The grounds for the application are cited on the face of the application; that the Plaintiff is truly indebted to the Defendant in the said sum under a loan agreement dated 23rd July, 1997; that the sum has been admitted by the Plaintiff’s through correspondence and by conduct; and that the Plaintiffs have no defence to the Defendant’s counterclaim. There is also an affidavit sworn by SHAIKH GHULAM HUSSAIN in support of the application and in which various exhibits are annexed.  I have considered each of these documents together with the submissions by Ms. Kanyi for the Applicant.

The application is opposed.  The Respondents did on 15th October 2004, file two replying affidavits sworn by DALJI SINGH DHANJAL and JASWANT SINGH DHANJAL.

Mr. Ouma for the Respondents has drawn this court’s attention to the ruling of my brother, Hon. Njagi J, made in this case on the 5th August 2004.  In particular my attention was drawn to the orders made by the learned Judge regarding the taking of accounts.  It is Mr. Ouma’s contention that until accounts were taken as ordered by the Judge, the application for summary judgment and or judgment on admission must fail as it was not clear how much money is owed by the Plaintiffs to the Defendants.  Mr. Ouma also raised a further issue that the learned Judge made specific findings to the effect that a statutory notice was not served on the 2nd Plaintiff herein as provided under Section 74 of the Registered Land Act;  Mr. Ouma urged the court to find that in view of the learned Judges ruling there was a misjoinder of parties in the application for summary judgment.  Secondly, since the actual amount owing could not be deciphered from documents before court, which were same ones before Hon. Njagi J when he made the order for taking of accounts, Mr. Ouma argued that in the circumstances the application must fail.  Counsel contended further that the amounts of debt owing kept varying in each correspondence exchanged, and that the dispute existing between parties involved the mode of interest charged and that therefore these documents could form the basis for summary judgment.  Learned counsel contended further that the issues could only be resolved during the hearing of the case and after the parties called expert witnesses.  Besides, counsel concluded, the Plaintiffs had filed an undertaking as to costs which covered the sum found owing, if at all, by the court.

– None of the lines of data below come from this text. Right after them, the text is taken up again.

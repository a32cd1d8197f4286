//! OCR backend trait.

use crate::Result;
use crate::plugins::Plugin;
use async_trait::async_trait;

/// Adapter over a text-from-image recognition engine.
///
/// # Example
///
/// ```rust
/// use async_trait::async_trait;
/// use pdf_harvest::plugins::{OcrBackend, Plugin};
/// use pdf_harvest::Result;
///
/// struct EchoOcr;
///
/// impl Plugin for EchoOcr {
///     fn name(&self) -> &str { "echo-ocr" }
///     fn version(&self) -> String { "1.0.0".to_string() }
///     fn initialize(&self) -> Result<()> { Ok(()) }
///     fn shutdown(&self) -> Result<()> { Ok(()) }
/// }
///
/// #[async_trait]
/// impl OcrBackend for EchoOcr {
///     async fn recognize(&self, image: &[u8], languages: &[String]) -> Result<String> {
///         Ok(format!("{} bytes in {}", image.len(), languages.join("+")))
///     }
/// }
/// ```
#[async_trait]
pub trait OcrBackend: Plugin {
    /// Recognize text in a PNG image using one or more engine language codes.
    ///
    /// Failures are reported as `HarvestError::OcrFailed` carrying the engine's message.
    async fn recognize(&self, image: &[u8], languages: &[String]) -> Result<String>;

    /// Whether the engine has data for `lang`. Unknown backends accept everything.
    fn supports_language(&self, _lang: &str) -> bool {
        true
    }
}
//! Extraction pipeline.
//!
//! [`PdfPipeline`] runs one PDF through every requested stage and merges the
//! outcome into a single [`ExtractionResult`]:
//!
//! 1. Load and validate the input (size limit, encryption marker).
//! 2. Probe the first page for the page count and metadata.
//! 3. Resolve the page selection.
//! 4. Extract text, whole or in chunks.
//! 5. Optionally rasterize pages, detect tables and run OCR (OCR only when no
//!    text was found).
//! 6. Optionally classify the document and extract its fields.
//!
//! Optional stages fail independently. With `continueOnError` their errors
//! are logged and recorded in the result's `*Error` fields; otherwise the
//! first failure aborts the run. Structural errors always abort.

use crate::classification::{classify, extract_document_fields};
use crate::core::config::ProcessingOptions;
use crate::core::io::{InputSource, PdfInput};
use crate::imaging::PixelEnhancer;
use crate::ocr::{OcrCache, OcrEngine, TesseractCliBackend};
use crate::pages::{chunk, resolve_pages};
use crate::pdf::text::PAGE_SEPARATOR;
use crate::pdf::{LayoutTableDetector, LopdfTextEngine, PdftoppmRasterizer};
use crate::plugins::{ImageEnhancer, OcrBackend, PageRasterizer, SpellChecker, TableDetector, TextExtractionEngine};
use crate::tables::format_tables;
use crate::text::{DictionarySpellChecker, OcrPostProcessor};
use crate::types::{ExtractionResult, PageImage, PerformanceMetrics};
use crate::{HarvestError, Result, Stage};
use base64::Engine;
use base64::engine::general_purpose::STANDARD;
use std::path::Path;
use std::sync::Arc;
use std::time::{Duration, Instant};

/// Warning attached when a run produced no text.
pub const NO_TEXT_WARNING: &str = "No text was extracted. This might be a scanned PDF or an image-based PDF without text layer. Try enabling the OCR option.";

/// Rasterization scale of page images returned to the caller.
pub const PAGE_IMAGE_SCALE: f32 = 1.0;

The ruling of Hon. Njagi J, made on 5th August, 2004 was in following terms:

“In sum, I am satisfied that the applicants have made out a prima faciecase with a probability of success and therefore grant orders 3 and 4 as prayed, on condition the Plaintiffs will file an undertaking as to damages within fifteen days from today.”

The learned Judge was ruling on an application for injunction, made by the Plaintiffs to this suit on 22nd June 2004.  Prayers 3 and 4 sought the following orders:

3.     That the honourable court be pleased to grant an order of injunction restraining the defendant, by itself, its servants, and/or its agent, M/s Garam Investments, auctioneers or any of them or otherwise from advertising for sale, selling by public auction or private treaty or whatsoever however the 2nd Plaintiff’s piece of land known as L.R. No. KWALE/GALU/KINONDO/670 until the hearing and determination of this suit.

4.     That the honourable court be pleased to grant an order of injunction requiring that full accounts be taken between the parties pending the hearing and final determination of this suit.

Prayer 4 is very clear that the Respondent’s herein were granted an injunctive relief requiring the taking of accounts between the parties before the case is heard or finalized.  The Application now before me, if allowed, would have the effect of determining the suit.  In my understanding of my learned brother’s ruling, this suit should not be determined until accounts between parties are taken.

There is no dispute that the accounts are yet to be taken.  There is no dispute either that the learned Njagi J’s, order of 5th August 2004 has neither been varied or set aside.  I find myself bound to the terms of that order, that any step which could dispose of the suit, ought not to be undertaken unless and until the order is complied with.  Since the order is yet to be complied with, the application before court cannot succeed.

There is another side to this application and which is the fact that the learned Hon. Njagi J, made specific findings, even though at an interlocutory stage as follows:

“Another issue that was raised was with regard to accounts.  Mr. Havi, for the Respondent, argued that a mandatory injunction for the taking of accounts cannot be granted as the application was not made by way of Notice of Motion under Order L Rule 1.  While I agree with Mr. Havi as a matter of principle, I also bear in mind the circumstances of this case whereby the amount of the debt due from the first plaintiff is not clear, especially because of the fluctuating date of interest.  At the same time, the applicants have invoked section 3A of the Civil Procedure Act which empowers the court to make such orders as may be necessary for the ends of justice.  I think that this is an appropriate case for invoking such powers, otherwise it would have been difficult to combine a Notice of Motion and a chamber summons in one application”.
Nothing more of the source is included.